Históricamente, mujeres y hombres han encontrado en las creencias religiosas una respetable fuente de consuelo en momentos de aflicción, y de alivio cuando el dolor se adueña de ellos, y de esperanza cuando todo parece zozobrar o la cercanía de la muerte les hace temer que están a punto de hundirse de nuevo en la eterna sombra de la que un día emergieron. Esas creencias que, en mi opinión, debieran ser siempre una apuesta individual e íntima, los españoles damos la impresión de ir a ellas sólo si estamos rodeados de multitud, pues parece que no entendemos la fe más que en compañía de otros. Repito que se trata de una opinión personal, pero acato que cada cual organice su vida del modo que más feliz le haga.
Cuando yo era niño, en años de dictadura y nacional-catolicismo, en España se programaban tumultuosos congresos eucarísticos, magnas misiones populares por Pascua Florida, ruidosas coronaciones de vírgenes o vibrantes cruzadas de oración rosario en mano. Algunas de estas cruzadas y de estos rezos masivos recuerdo que los organizaba un tal Patrick Peyton, famoso sacerdote irlandés que llego a reunir en las calles de Barcelona a ochocientas mil almas. Algo parecido consiguió en Madrid y en otros lugares.

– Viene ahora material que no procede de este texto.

//! Selection expressions
//!
//! Users pick sessions by their 1-based list position, e.g. `2,4-6`. Parsing
//! yields 0-based indices; numbers outside the list are dropped silently.

use std::collections::BTreeSet;

use crate::error::SelectionError;

use super::{Session, classify};

/// Expand a selection expression into 0-based indices within `count`.
///
/// Tokens are separated by commas and are either a number or an `a-b` range
/// (reversed ranges are normalized). Empty tokens are ignored. Any token that
/// is not a number fails the whole parse.
pub fn parse_selection(input: &str, count: usize) -> Result<BTreeSet<usize>, SelectionError> {
    let mut indices = BTreeSet::new();
    let upper = i64::try_from(count).unwrap_or(i64::MAX);

    for token in input.split(',') {
        let token = token.trim();
        if token.is_empty() {
            continue;
        }

        let (lo, hi) = match token.split_once('-') {
            Some((a, b)) => {
                let a = parse_number(a, token)?;
                let b = parse_number(b, token)?;
                if a > b { (b, a) } else { (a, b) }
            }
            None => {
                let n = parse_number(token, token)?;
                (n, n)
            }
        };

        // Clamp before expanding so huge ranges stay cheap
        for n in lo.max(1)..=hi.min(upper) {
            indices.insert((n - 1) as usize);
        }
    }

    Ok(indices)
}

/// Parse a single 1-based choice, `None` if it is not a number in range
pub fn parse_index(input: &str, count: usize) -> Option<usize> {
    let n: usize = input.trim().parse().ok()?;
    (1..=count).contains(&n).then(|| n - 1)
}

fn parse_number(part: &str, token: &str) -> Result<i64, SelectionError> {
    part.trim()
        .parse()
        .map_err(|_| SelectionError::InvalidSelection(token.to_string()))
}

/// Keep only the selected sessions that are safe to destroy, in list order
pub fn filter_destroyable<'a, S: AsRef<str>>(
    sessions: &'a [Session],
    indices: &BTreeSet<usize>,
    current: Option<&str>,
    protected: &[S],
) -> Vec<&'a Session> {
    indices
        .iter()
        .filter_map(|&i| sessions.get(i))
        .filter(|s| classify(s, current, protected).is_destroyable())
        .collect()
}
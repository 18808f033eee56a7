//! Integration tests for tmux-warden
//!
//! The menu is driven end to end with scripted stdin against an in-memory
//! tmux double. Tests that talk to a real tmux server are ignored by default.

use std::path::PathBuf;
use std::sync::{Arc, Mutex};

use async_trait::async_trait;
use tempfile::TempDir;

use tmux_warden::config::Config;
use tmux_warden::error::{Result, TmuxError};
use tmux_warden::menu::{Menu, Theme};
use tmux_warden::projects::Picker;
use tmux_warden::tmux::{CommandRunner, SessionActions, TmuxExecutor};

#[derive(Clone)]
struct FakeWindow {
    id: String,
    name: String,
    commands: Vec<String>,
}

#[derive(Clone)]
struct FakeSession {
    name: String,
    attached: bool,
    windows: Vec<FakeWindow>,
}

impl FakeSession {
    fn new(name: &str) -> Self {
        Self {
            name: name.to_string(),
            attached: false,
            windows: vec![FakeWindow {
                id: "@0".to_string(),
                name: "main".to_string(),
                commands: vec!["zsh".to_string()],
            }],
        }
    }

    fn attached(mut self) -> Self {
        self.attached = true;
        self
    }

    fn with_window(mut self, id: &str, name: &str, commands: &[&str]) -> Self {
        self.windows.push(FakeWindow {
            id: id.to_string(),
            name: name.to_string(),
            commands: commands.iter().map(|c| c.to_string()).collect(),
        });
        self
    }
}

/// In-memory tmux server
struct FakeTmux {
    current: Option<String>,
    sessions: Mutex<Vec<FakeSession>>,
    calls: Mutex<Vec<Vec<String>>>,
}

impl FakeTmux {
    fn new(current: Option<&str>, sessions: Vec<FakeSession>) -> Arc<Self> {
        Arc::new(Self {
            current: current.map(String::from),
            sessions: Mutex::new(sessions),
            calls: Mutex::new(Vec::new()),
        })
    }

    /// Targets of every call to `subcommand`
    fn targets_of(&self, subcommand: &str) -> Vec<String> {
        self.calls
            .lock()
            .unwrap()
            .iter()
            .filter(|call| call[0] == subcommand)
            .filter_map(|call| {
                let t = call.iter().position(|a| a == "-t" || a == "-s")?;
                call.get(t + 1).cloned()
            })
            .collect()
    }

    fn session_names(&self) -> Vec<String> {
        self.sessions
            .lock()
            .unwrap()
            .iter()
            .map(|s| s.name.clone())
            .collect()
    }

    /// Resolve a session target the way tmux does: `=name` only matches
    /// exactly, a bare name falls back to a unique prefix.
    fn resolve(sessions: &[FakeSession], target: &str) -> Option<usize> {
        if let Some(exact) = target.strip_prefix('=') {
            return sessions.iter().position(|s| s.name == exact);
        }
        if let Some(idx) = sessions.iter().position(|s| s.name == target) {
            return Some(idx);
        }
        let mut prefixed = sessions
            .iter()
            .enumerate()
            .filter(|(_, s)| s.name.starts_with(target));
        match (prefixed.next(), prefixed.next()) {
            (Some((idx, _)), None) => Some(idx),
            _ => None,
        }
    }

    fn fail(args: &[&str], stderr: &str) -> tmux_warden::Error {
        TmuxError::CommandFailed {
            command: format!("tmux {}", args.join(" ")),
            stderr: stderr.to_string(),
        }
        .into()
    }
}

#[async_trait]
impl CommandRunner for FakeTmux {
    async fn run(&self, args: &[&str]) -> Result<String> {
        self.calls
            .lock()
            .unwrap()
            .push(args.iter().map(|a| a.to_string()).collect());

        let mut sessions = self.sessions.lock().unwrap();
        let find = |target: &str| Self::resolve(&sessions, target);

        match args[0] {
            "display-message" => self
                .current
                .clone()
                .map(|c| format!("{c}\n"))
                .ok_or_else(|| Self::fail(args, "no current client")),
            "list-sessions" => Ok(sessions
                .iter()
                .enumerate()
                .map(|(i, s)| {
                    format!(
                        "${i}:{}:{}:{}:1700000000\n",
                        s.name,
                        u8::from(s.attached),
                        s.windows.len()
                    )
                })
                .collect()),
            "list-windows" => {
                let idx = find(args[2]).ok_or_else(|| Self::fail(args, "can't find session"))?;
                Ok(sessions[idx]
                    .windows
                    .iter()
                    .enumerate()
                    .map(|(i, w)| {
                        format!("{}:{}:{}:{}\n", w.id, u8::from(i == 0), w.commands.len(), w.name)
                    })
                    .collect())
            }
            "list-panes" => {
                let (name, window_id) = args[2].split_once(':').unwrap_or((args[2], ""));
                let idx = find(name).ok_or_else(|| Self::fail(args, "can't find session"))?;
                let window = sessions[idx]
                    .windows
                    .iter()
                    .find(|w| w.id == window_id)
                    .ok_or_else(|| Self::fail(args, "can't find window"))?;
                Ok(window
                    .commands
                    .iter()
                    .enumerate()
                    .map(|(i, c)| format!("%{i}::{}:{c}\n", u8::from(i == 0)))
                    .collect())
            }
            "kill-session" | "has-session" | "switch-client" => {
                let name = args[2].trim_start_matches('=');
                let idx = find(args[2])
                    .ok_or_else(|| Self::fail(args, &format!("can't find session: {name}")))?;
                if args[0] == "kill-session" {
                    sessions.remove(idx);
                }
                Ok(String::new())
            }
            "new-session" => {
                let name = args[3];
                if find(&format!("={name}")).is_some() {
                    return Err(Self::fail(args, &format!("duplicate session: {name}")));
                }
                sessions.push(FakeSession::new(name));
                Ok(String::new())
            }
            _ => Ok(String::new()),
        }
    }
}
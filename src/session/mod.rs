//! Session model and safety rules
//!
//! Provides:
//! - `Session`, `Window`, `Pane` - the tmux hierarchy at one refresh
//! - `SafetyClass` - whether a session may be destroyed
//! - Selection expressions (`2,4-6`) and the destroyable filter
//! - `AppCategory` / `AppSummary` - what is running in each pane

mod apps;
mod safety;
mod selection;
mod types;

pub use apps::*;
pub use safety::*;
pub use selection::*;
pub use types::*;
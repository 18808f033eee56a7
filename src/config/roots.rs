//! Project roots file
//!
//! One root directory per line. Blank lines and `#` comments are ignored,
//! and a leading `~/` expands to the home directory.

use std::path::{Path, PathBuf};

use directories::BaseDirs;
use tracing::debug;

/// Read a roots file, `None` if it cannot be read
pub fn read_roots_file(path: &Path) -> Option<Vec<PathBuf>> {
    let content = std::fs::read_to_string(path).ok()?;
    let home = BaseDirs::new().map(|d| d.home_dir().to_path_buf());
    let roots = parse_roots(&content, home.as_deref());
    debug!("Read {} roots from {:?}", roots.len(), path);
    Some(roots)
}

/// Parse roots file content
pub fn parse_roots(content: &str, home: Option<&Path>) -> Vec<PathBuf> {
    content
        .lines()
        .map(str::trim)
        .filter(|line| !line.is_empty() && !line.starts_with('#'))
        .map(|line| expand_home(line, home))
        .collect()
}

fn expand_home(line: &str, home: Option<&Path>) -> PathBuf {
    match (line.strip_prefix("~/"), home) {
        (Some(rest), Some(home)) => home.join(rest),
        _ if line == "~" => home.map_or_else(|| PathBuf::from(line), Path::to_path_buf),
        _ => PathBuf::from(line),
    }
}
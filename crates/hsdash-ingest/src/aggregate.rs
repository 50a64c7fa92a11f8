//! Workbook aggregation.
//!
//! Folds each normalized sheet into the running [`SessionSet`]: per-subject
//! totals and day-blocks, the workbook-level date range, the curricula
//! table, the set-once student configuration, and the per-sheet
//! reading-level series.

use std::path::Path;

use calamine::{open_workbook, Reader, Xlsx};

use hsdash_core::{
    palette_color, DayBlock, LevelPoint, ReadingLevelSeries, SessionSet, SubjectSummary,
};

use crate::sheet::{NormalizedSheet, SheetTable};
use crate::{books, IngestError};

/// Load one activity workbook and fold every sheet, in workbook order, into
/// a `SessionSet`. Runs the reading-list sub-pipeline afterwards if any
/// sheet supplied a path.
pub fn load(path: &Path) -> Result<SessionSet, IngestError> {
    let mut workbook: Xlsx<_> = open_workbook(path)?;
    let sheet_names = workbook.sheet_names();

    let mut set = SessionSet::new();
    for (index, name) in sheet_names.iter().enumerate() {
        let range = workbook.worksheet_range(name)?;
        let table = SheetTable::new(name.clone(), range);
        fold_sheet(&mut set, &table, index);
    }
    // The workbook handle is released before any derived data is used.
    drop(workbook);

    if let Some(list_path) = set.student.reading_list.clone() {
        tracing::debug!(path = %list_path, "loading reading-list workbook");
        set.book_lists = books::load(Path::new(&list_path))?;
    }

    Ok(set)
}

/// Fold one sheet into the session set. `index` is the sheet's position in
/// the workbook and selects its palette color.
fn fold_sheet(set: &mut SessionSet, table: &SheetTable, index: usize) {
    let color = palette_color(index);
    let normalized = table.normalize();

    let mut summary = SubjectSummary::new(table.name(), color);
    for (_, session) in &normalized.sessions {
        summary.push(DayBlock::from_session(session, color, table.name()));
    }

    let dates = normalized.sessions.iter().map(|(_, s)| s.date);
    if let (Some(oldest), Some(newest)) = (dates.clone().min(), dates.max()) {
        set.observe_dates(oldest, newest);
    }

    extract_curricula(set, table, &normalized);
    extract_student_config(set, table, &normalized);
    extract_reading_level(set, table, &normalized);

    // Every sheet appears in the totals, even one that kept no rows.
    set.subjects.push(summary);
}

// =============================================================================
// Optional-column extractors
// =============================================================================

/// Accumulate this sheet's materials into the curricula table. The ISBN
/// column is read positionally from the top of the retained rows and cut to
/// the material count.
fn extract_curricula(set: &mut SessionSet, table: &SheetTable, normalized: &NormalizedSheet) {
    let Some(materials_col) = table.column("materials") else {
        return;
    };

    let materials: Vec<String> = normalized
        .kept
        .iter()
        .filter_map(|&row| table.text(row, materials_col))
        .collect();

    let isbns: Vec<String> = match table.column("isbn") {
        Some(isbn_col) => normalized
            .kept
            .iter()
            .take(materials.len())
            .map(|&row| table.text(row, isbn_col).unwrap_or_default())
            .collect(),
        None => Vec::new(),
    };

    set.curricula.push_sheet(table.name(), materials, isbns);
}

/// Read the student configuration scalars from the first retained row.
/// Only genuine text cells count, and a value set by an earlier sheet is
/// never overwritten.
fn extract_student_config(set: &mut SessionSet, table: &SheetTable, normalized: &NormalizedSheet) {
    let Some(&first) = normalized.kept.first() else {
        return;
    };

    if let Some(col) = table.column("grade") {
        if let Some(value) = table.string_cell(first, col) {
            set.student.record_grade(&value);
        }
    }
    if let Some(col) = table.column("name") {
        if let Some(value) = table.string_cell(first, col) {
            set.student.record_name(&value);
        }
    }
    if let Some(col) = table.column("reading list") {
        if let Some(value) = table.string_cell(first, col) {
            set.student.record_reading_list(&value);
        }
    }
}

/// Pair this sheet's reading-level values with their rows' dates. A sheet
/// that carries the column replaces the previous series wholesale.
fn extract_reading_level(set: &mut SessionSet, table: &SheetTable, normalized: &NormalizedSheet) {
    let Some(level_col) = table.column("reading level") else {
        return;
    };
    let Some(date_col) = table.column("date") else {
        return;
    };

    let points: Vec<LevelPoint> = normalized
        .kept
        .iter()
        .filter_map(|&row| {
            let level = table.number(row, level_col)?;
            let date = table.date(row, date_col)?;
            Some(LevelPoint { level, date })
        })
        .collect();

    set.replace_reading_level(ReadingLevelSeries { points });
}

#[cfg(test)]
mod tests {
    use super::*;
    use calamine::{Data, Range};
    use chrono::NaiveDate;
    use hsdash_core::PALETTE;
    use pretty_assertions::assert_eq;

    fn table(name: &str, rows: &[&[&str]]) -> SheetTable {
        let height = rows.len() as u32;
        let width = rows.iter().map(|r| r.len()).max().unwrap_or(0) as u32;
        let mut range = Range::new((0, 0), (height - 1, width.max(1) - 1));
        for (r, row) in rows.iter().enumerate() {
            for (c, value) in row.iter().enumerate() {
                if !value.is_empty() {
                    range.set_value((r as u32, c as u32), Data::String((*value).to_string()));
                }
            }
        }
        SheetTable::new(name, range)
    }

    fn basic_sheet(name: &str) -> SheetTable {
        table(
            name,
            &[
                &["date", "start time", "end time"],
                &["2023-09-18", "9:00 AM", "10:30 AM"],
                &["2023-09-20", "1:00 PM", "2:00 PM"],
            ],
        )
    }

    #[test]
    fn sheets_get_positional_palette_colors() {
        let mut set = SessionSet::new();
        fold_sheet(&mut set, &basic_sheet("Math"), 0);
        fold_sheet(&mut set, &basic_sheet("Science"), 1);

        assert_eq!(set.subjects[0].color, PALETTE[0]);
        assert_eq!(set.subjects[1].color, PALETTE[1]);
        assert!(set.subjects[0].blocks.iter().all(|b| b.color == PALETTE[0]));
    }

    #[test]
    fn totals_and_date_range_fold_across_sheets() {
        let mut set = SessionSet::new();
        fold_sheet(&mut set, &basic_sheet("Math"), 0);
        assert_eq!(set.subjects[0].total_hours, 2.5);
        assert_eq!(set.min_date, NaiveDate::from_ymd_opt(2023, 9, 18));
        assert_eq!(set.max_date, NaiveDate::from_ymd_opt(2023, 9, 20));
    }

    #[test]
    fn empty_sheet_still_contributes_a_zero_subject() {
        let mut set = SessionSet::new();
        fold_sheet(&mut set, &table("Art", &[&["notes"], &["sketching"]]), 0);
        assert_eq!(set.subjects.len(), 1);
        assert_eq!(set.subjects[0].total_hours, 0.0);
        assert!(set.subjects[0].blocks.is_empty());
        assert_eq!(set.min_date, None);
    }

    #[test]
    fn curricula_reads_isbns_positionally_from_the_top() {
        // Material cells sit on rows 1 and 2, but the ISBN slice is taken
        // from the top of the retained rows, exactly two entries.
        let mut set = SessionSet::new();
        let t = table(
            "History",
            &[
                &["date", "start time", "end time", "materials", "isbn"],
                &["2023-09-18", "9:00", "10:00", "", "111"],
                &["2023-09-19", "9:00", "10:00", "Atlas", "222"],
                &["2023-09-20", "9:00", "10:00", "Timeline Book", ""],
            ],
        );
        fold_sheet(&mut set, &t, 0);

        assert_eq!(set.curricula.courses, vec!["History", ""]);
        assert_eq!(set.curricula.materials, vec!["Atlas", "Timeline Book"]);
        assert_eq!(set.curricula.isbns, vec!["111", "222"]);
    }

    #[test]
    fn curricula_without_isbn_column_gets_blanks() {
        let mut set = SessionSet::new();
        let t = table(
            "Latin",
            &[
                &["date", "start time", "end time", "materials"],
                &["2023-09-18", "9:00", "10:00", "Wheelock"],
            ],
        );
        fold_sheet(&mut set, &t, 0);
        assert_eq!(set.curricula.isbns, vec![""]);
    }

    #[test]
    fn student_config_comes_from_first_retained_row_only() {
        let mut set = SessionSet::new();
        let t = table(
            "Math",
            &[
                &["date", "start time", "end time", "name", "grade"],
                &["", "9:00", "10:00", "Ignored", "Ignored"],
                &["2023-09-18", "9:00", "10:00", "Ada", "4th"],
                &["2023-09-19", "9:00", "10:00", "Grace", "5th"],
            ],
        );
        fold_sheet(&mut set, &t, 0);
        // Row with missing date is not retained, so row 2 is "first".
        assert_eq!(set.student.name.as_deref(), Some("Ada"));
        assert_eq!(set.student.grade.as_deref(), Some("4th"));
    }

    #[test]
    fn reading_level_is_replaced_by_the_last_sheet_that_has_it() {
        let mut set = SessionSet::new();
        let first = table(
            "Reading",
            &[
                &["date", "start time", "end time", "reading level"],
                &["2023-01-01", "9:00", "10:00", "2.5"],
            ],
        );
        let second = table(
            "Phonics",
            &[
                &["date", "start time", "end time", "reading level"],
                &["2023-02-01", "9:00", "10:00", "3.0"],
                &["2023-03-01", "9:00", "10:00", ""],
                &["2023-04-01", "9:00", "10:00", "3.5"],
            ],
        );
        let third = table(
            "Math",
            &[
                &["date", "start time", "end time"],
                &["2023-05-01", "9:00", "10:00"],
            ],
        );

        fold_sheet(&mut set, &first, 0);
        fold_sheet(&mut set, &second, 1);
        fold_sheet(&mut set, &third, 2);

        let series = set.reading_level.as_ref().unwrap();
        assert_eq!(series.points.len(), 2);
        assert_eq!(series.points[0].level, 3.0);
        assert_eq!(series.points[1].level, 3.5);
        assert_eq!(
            series.points[1].date,
            NaiveDate::from_ymd_opt(2023, 4, 1).unwrap()
        );
    }
}
//! # hsdash-core
//!
//! Core domain model and shared helpers for the hsdash dashboard generator.
//!
//! This crate provides:
//! - Domain types: `SessionSet`, `SubjectSummary`, `DayBlock`, `BookList`
//! - The chart palette and percentage arithmetic shared by the widgets
//! - The `Renderer` trait implemented by every chart/table backend
//! - Error types
//!
//! ## Example
//!
//! ```rust
//! use chrono::{NaiveDate, NaiveTime};
//! use hsdash_core::{DayBlock, Session, SessionSet, SubjectSummary, palette_color};
//!
//! let session = Session {
//!     date: NaiveDate::from_ymd_opt(2023, 9, 18).unwrap(),
//!     start: NaiveTime::from_hms_opt(9, 0, 0).unwrap(),
//!     end: NaiveTime::from_hms_opt(10, 30, 0).unwrap(),
//!     hours: 1.5,
//!     description: Some("Fractions".into()),
//! };
//!
//! let mut set = SessionSet::new();
//! let mut math = SubjectSummary::new("Math", palette_color(0));
//! math.push(DayBlock::from_session(&session, palette_color(0), "Math"));
//! set.subjects.push(math);
//! assert_eq!(set.total_hours(), 1.5);
//! ```

use chrono::{NaiveDate, NaiveTime};
use serde::{Deserialize, Serialize};
use thiserror::Error;

// ============================================================================
// Palette
// ============================================================================

/// Categorical chart palette, one color per subject sheet.
///
/// Subjects beyond the palette length wrap around to the start.
pub const PALETTE: [&str; 10] = [
    "#1f77b4", "#ff7f0e", "#2ca02c", "#d62728", "#9467bd", "#8c564b", "#e377c2", "#7f7f7f",
    "#bcbd22", "#17becf",
];

/// Color for the i-th subject sheet. Wraps when the subject count exceeds
/// the palette length.
pub fn palette_color(index: usize) -> &'static str {
    PALETTE[index % PALETTE.len()]
}

/// Percentage of `total` that `value` represents, rounded to two decimals.
///
/// A zero or negative total yields 0.0 rather than a division error.
pub fn percentage(value: f64, total: f64) -> f64 {
    if total <= 0.0 {
        return 0.0;
    }
    (value / total * 100.0 * 100.0).round() / 100.0
}

// ============================================================================
// Sessions and day-blocks
// ============================================================================

/// One normalized study session: a retained spreadsheet row with its
/// duration already computed.
#[derive(Clone, Debug, PartialEq, Serialize, Deserialize)]
pub struct Session {
    pub date: NaiveDate,
    pub start: NaiveTime,
    pub end: NaiveTime,
    /// Duration in fractional hours (`end - start`).
    pub hours: f64,
    pub description: Option<String>,
}

/// A session reshaped for timeline rendering: pre-formatted labels, the
/// subject's palette color, and the subject name itself travel with the row
/// so hover tooltips need no further lookups.
#[derive(Clone, Debug, PartialEq, Serialize, Deserialize)]
pub struct DayBlock {
    pub date: NaiveDate,
    /// `YYYY-MM-DD`
    pub date_label: String,
    pub start: NaiveTime,
    /// `hh:mm AM/PM`
    pub start_label: String,
    pub end: NaiveTime,
    /// `hh:mm AM/PM`
    pub end_label: String,
    pub hours: f64,
    pub color: String,
    pub subject: String,
    pub description: Option<String>,
}

impl DayBlock {
    /// Reshape a session for the timeline, stamping the sheet's color and
    /// subject label onto the row.
    pub fn from_session(session: &Session, color: &str, subject: &str) -> Self {
        Self {
            date: session.date,
            date_label: session.date.format("%Y-%m-%d").to_string(),
            start: session.start,
            start_label: session.start.format("%I:%M %p").to_string(),
            end: session.end,
            end_label: session.end.format("%I:%M %p").to_string(),
            hours: session.hours,
            color: color.to_string(),
            subject: subject.to_string(),
            description: session.description.clone(),
        }
    }
}

/// Everything derived from a single subject sheet: the sheet name, its
/// positional palette color, the summed hours, and one day-block per
/// retained row.
#[derive(Clone, Debug, PartialEq, Serialize, Deserialize)]
pub struct SubjectSummary {
    pub subject: String,
    pub color: String,
    pub total_hours: f64,
    pub blocks: Vec<DayBlock>,
}

impl SubjectSummary {
    pub fn new(subject: impl Into<String>, color: impl Into<String>) -> Self {
        Self {
            subject: subject.into(),
            color: color.into(),
            total_hours: 0.0,
            blocks: Vec::new(),
        }
    }

    /// Append a day-block and fold its hours into the subject total.
    pub fn push(&mut self, block: DayBlock) {
        self.total_hours += block.hours;
        self.blocks.push(block);
    }
}

// ============================================================================
// Side-channel tables
// ============================================================================

/// Accumulated curricula table. Three parallel columns; one course label per
/// sheet followed by blank placeholders so the Course column stays aligned
/// with the material rows beneath it.
#[derive(Clone, Debug, Default, PartialEq, Serialize, Deserialize)]
pub struct Curricula {
    pub courses: Vec<String>,
    pub materials: Vec<String>,
    pub isbns: Vec<String>,
}

impl Curricula {
    pub fn new() -> Self {
        Self::default()
    }

    pub fn is_empty(&self) -> bool {
        self.materials.is_empty()
    }

    /// Append one sheet's materials: the course label once, then a blank
    /// placeholder per remaining material row. The ISBN column is truncated
    /// or blank-padded to exactly the material count so the table stays
    /// rectangular.
    ///
    /// A sheet with no surviving material rows contributes nothing.
    pub fn push_sheet(&mut self, course: &str, materials: Vec<String>, isbns: Vec<String>) {
        if materials.is_empty() {
            return;
        }
        let count = materials.len();
        self.courses.push(course.to_string());
        self.courses
            .extend(std::iter::repeat(String::new()).take(count - 1));
        self.materials.extend(materials);
        let mut isbns = isbns;
        isbns.resize(count, String::new());
        self.isbns.extend(isbns);
    }
}

/// One reading-level observation, paired with the date of the row it came
/// from. Points keep their source row order; they are never re-sorted.
#[derive(Clone, Copy, Debug, PartialEq, Serialize, Deserialize)]
pub struct LevelPoint {
    pub level: f64,
    pub date: NaiveDate,
}

/// Reading-level trend data from a single sheet. Each sheet that carries the
/// column replaces the previous series wholesale (last sheet wins).
#[derive(Clone, Debug, Default, PartialEq, Serialize, Deserialize)]
pub struct ReadingLevelSeries {
    pub points: Vec<LevelPoint>,
}

impl ReadingLevelSeries {
    pub fn is_empty(&self) -> bool {
        self.points.is_empty()
    }
}

/// Scalar student configuration discovered in the first data row of any
/// sheet. Once a value is set it is never overwritten by a later sheet.
#[derive(Clone, Debug, Default, PartialEq, Serialize, Deserialize)]
pub struct StudentInfo {
    pub name: Option<String>,
    pub grade: Option<String>,
    /// Path to the reading-list workbook, if any sheet referenced one.
    pub reading_list: Option<String>,
}

impl StudentInfo {
    /// Set-once: record a value only if none is present yet and the new
    /// value is non-blank text.
    pub fn record_name(&mut self, value: &str) {
        record_once(&mut self.name, value);
    }

    pub fn record_grade(&mut self, value: &str) {
        record_once(&mut self.grade, value);
    }

    pub fn record_reading_list(&mut self, value: &str) {
        record_once(&mut self.reading_list, value);
    }
}

fn record_once(slot: &mut Option<String>, value: &str) {
    let trimmed = value.trim();
    if slot.is_none() && !trimmed.is_empty() {
        *slot = Some(trimmed.to_string());
    }
}

// ============================================================================
// Reading-list books
// ============================================================================

/// One book from the reading-list workbook. Blank strings stand in for
/// missing author/language/isbn/level cells.
#[derive(Clone, Debug, PartialEq, Serialize, Deserialize)]
pub struct BookEntry {
    /// 1-based position within the sheet, synthesized at load time.
    pub index: usize,
    pub title: String,
    pub author: String,
    pub language: String,
    pub isbn: String,
    pub level: String,
}

/// One sheet of the reading-list workbook. The rendered table only gets a
/// Level column when the sheet supplied at least one non-blank level.
#[derive(Clone, Debug, PartialEq, Serialize, Deserialize)]
pub struct BookList {
    pub sheet: String,
    pub books: Vec<BookEntry>,
    pub has_levels: bool,
}

// ============================================================================
// SessionSet
// ============================================================================

/// The full aggregated view of one workbook: every subject sheet folded
/// together, plus the optional side-channel tables.
#[derive(Clone, Debug, Default, PartialEq, Serialize, Deserialize)]
pub struct SessionSet {
    /// One entry per sheet, in workbook order.
    pub subjects: Vec<SubjectSummary>,
    /// Earliest session date across all sheets.
    pub min_date: Option<NaiveDate>,
    /// Latest session date across all sheets.
    pub max_date: Option<NaiveDate>,
    pub curricula: Curricula,
    pub reading_level: Option<ReadingLevelSeries>,
    pub student: StudentInfo,
    pub book_lists: Vec<BookList>,
}

impl SessionSet {
    pub fn new() -> Self {
        Self::default()
    }

    /// Fold one sheet's date bounds into the workbook-level range. Strict
    /// comparisons, so ties keep the earliest-seen bound.
    pub fn observe_dates(&mut self, oldest: NaiveDate, newest: NaiveDate) {
        match self.min_date {
            Some(current) if oldest >= current => {}
            _ => self.min_date = Some(oldest),
        }
        match self.max_date {
            Some(current) if newest <= current => {}
            _ => self.max_date = Some(newest),
        }
    }

    /// Replace the reading-level series. Deliberately last-wins: each sheet
    /// that carries the column overwrites whatever came before, unlike the
    /// curricula table which accumulates.
    pub fn replace_reading_level(&mut self, series: ReadingLevelSeries) {
        if !series.is_empty() {
            self.reading_level = Some(series);
        }
    }

    /// Sum of hours across every subject.
    pub fn total_hours(&self) -> f64 {
        self.subjects.iter().map(|s| s.total_hours).sum()
    }

    /// Subject names in sheet order.
    pub fn subject_labels(&self) -> Vec<&str> {
        self.subjects.iter().map(|s| s.subject.as_str()).collect()
    }

    /// Per-subject hour totals, aligned with `subject_labels`.
    pub fn subject_hours(&self) -> Vec<f64> {
        self.subjects.iter().map(|s| s.total_hours).collect()
    }

    /// True when no sheet contributed a single retained session.
    pub fn is_empty(&self) -> bool {
        self.subjects.iter().all(|s| s.blocks.is_empty())
    }
}

// ============================================================================
// Traits
// ============================================================================

/// Output rendering. Every chart and table widget turns an aggregated
/// `SessionSet` into one output fragment.
pub trait Renderer {
    type Output;

    fn render(&self, data: &SessionSet) -> Result<Self::Output, RenderError>;
}

// ============================================================================
// Errors
// ============================================================================

/// Rendering error
#[derive(Debug, Error)]
pub enum RenderError {
    #[error("IO error: {0}")]
    Io(#[from] std::io::Error),

    #[error("Format error: {0}")]
    Format(String),

    #[error("Invalid data: {0}")]
    InvalidData(String),
}

// ============================================================================
// Tests
// ============================================================================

Las manifestaciones y congresos a los que aludo se transmitían por radio y estaban presididos por cardenales, obispos, alcaldes, gobernadores civiles y militares, etc., con incontables banderas ondeando en los balcones. Eran, como digo, muestras de una piedad de aglomeración y fervorín, en consonancia con nuestra idiosincrasia y con los tiempos dictatoriales que atravesábamos.
La llegada de la democracia y el reconocimiento en la Constitución de que España es un país aconfesional no han supuesto obstáculo alguno para que las celebraciones callejeras de Semana Santa (aunque constituidas hace siglos) se hayan convertido hoy en depositarias primordiales de esa forma tan peculiar que aquí tenemos de vivir las creencias religiosas. La teatralidad, el estruendo de trompetas y timbales, los capirotes, los disciplinantes y empalados, el maravilloso y deslumbrante derroche de arte imaginero, los militares uniformados, las señoras de luto y peineta, los piropos a cristos y dolorosas que, desde los cielos parecen bajar para repartirse los fieles como los cantantes y otros ídolos terrestres se reparten los admiradores…, todo, sí, todo forma una escenografía españolísima para devociones con cierto tinte folclórico, desprovistas quizá (¡quizá!, no me atrevo a afirmarlo rotundamente) de un auténtico sentido sagrado. En ciudades de honda raigambre cristiana como Ávila, Sevilla, Toledo, Valladolid, Zamora o Salamanca, entre otras, las procesiones han sido declaradas incluso de Interés Turístico Internacional. Por todo ello, y con reiterado respeto hacia quienes así entienden la fe, hago votos para que la climatología no arruine la lícita felicidad que millones de queridos compatriotas encuentran estos días viviendo a su modo la Semana Santa.